## University Calculus: Early Transcendentals (3rd Edition)

$$\lim_{x\to0^+}\sin\Big(\frac{\pi}{2}e^{\sqrt x}\Big)=1$$ The function is continuous at $x=0$ from the right.
*Recall Theorem 10: If $g$ is continuous at $b$ and $\lim_{x\to c}f(x)=b$, then $$\lim_{x\to c}g(f(x))=g(b)=g(\lim_{x\to c}f(x))$$ $$A=\lim_{x\to0^+}f(x)=\lim_{x\to0^+}\sin\Big(\frac{\pi}{2}e^{\sqrt x}\Big)$$ - With functions $y=\sqrt x$: For all $x\ge0$, $\lim_{x\to c}\sqrt x=\sqrt c$, so $y=\sqrt x$ is continuous on $[0,\infty)$ - With functions $y=\sin x$ and $y=e^x$: For all $x\in R$, $\lim_{x\to c}\sin x=\sin c$ and $\lim_{x\to c}e^x=e^c$, so both functions are continuous on $(-\infty,\infty)$ That means we can apply Theorem 10 here as long as $\lim_{x\to0^+}x\ge0$ (so that $\sqrt x$ is defined).
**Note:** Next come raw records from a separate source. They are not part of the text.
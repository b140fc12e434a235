//! 2D size

use serde::{Deserialize, Serialize};

/// Width and height in surface pixels
#[derive(Clone, Copy, Debug, Default, PartialEq, Serialize, Deserialize)]
pub struct Size {
    pub width: f32,
    pub height: f32,
}

impl Size {
    /// Create a new size
    pub const fn new(width: f32, height: f32) -> Self {
        Self { width, height }
    }

    /// Component-wise maximum, used to floor a size at a minimum
    pub fn max(self, other: Size) -> Size {
        Size::new(self.width.max(other.width), self.height.max(other.height))
    }

    /// Whether both dimensions are at least those of `min`
    pub fn fits(self, min: Size) -> bool {
        self.width >= min.width && self.height >= min.height
    }
}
In detail, $$A=\sin\Big(\frac{\pi}{2}e^{\sqrt{\lim_{x\to0^+}x}}\Big)$$ $$A=\sin\Big(\frac{\pi}{2}e^{\sqrt{0}}\Big)=f(0)$$ $$A=\sin\Big(\frac{\pi}{2}\times1\Big)$$ $$A=\sin\frac{\pi}{2}=1$$ As shown above, $\lim_{x\to0^+}f(x)=f(0)$, so the function is continuous at $x=0$ from the right.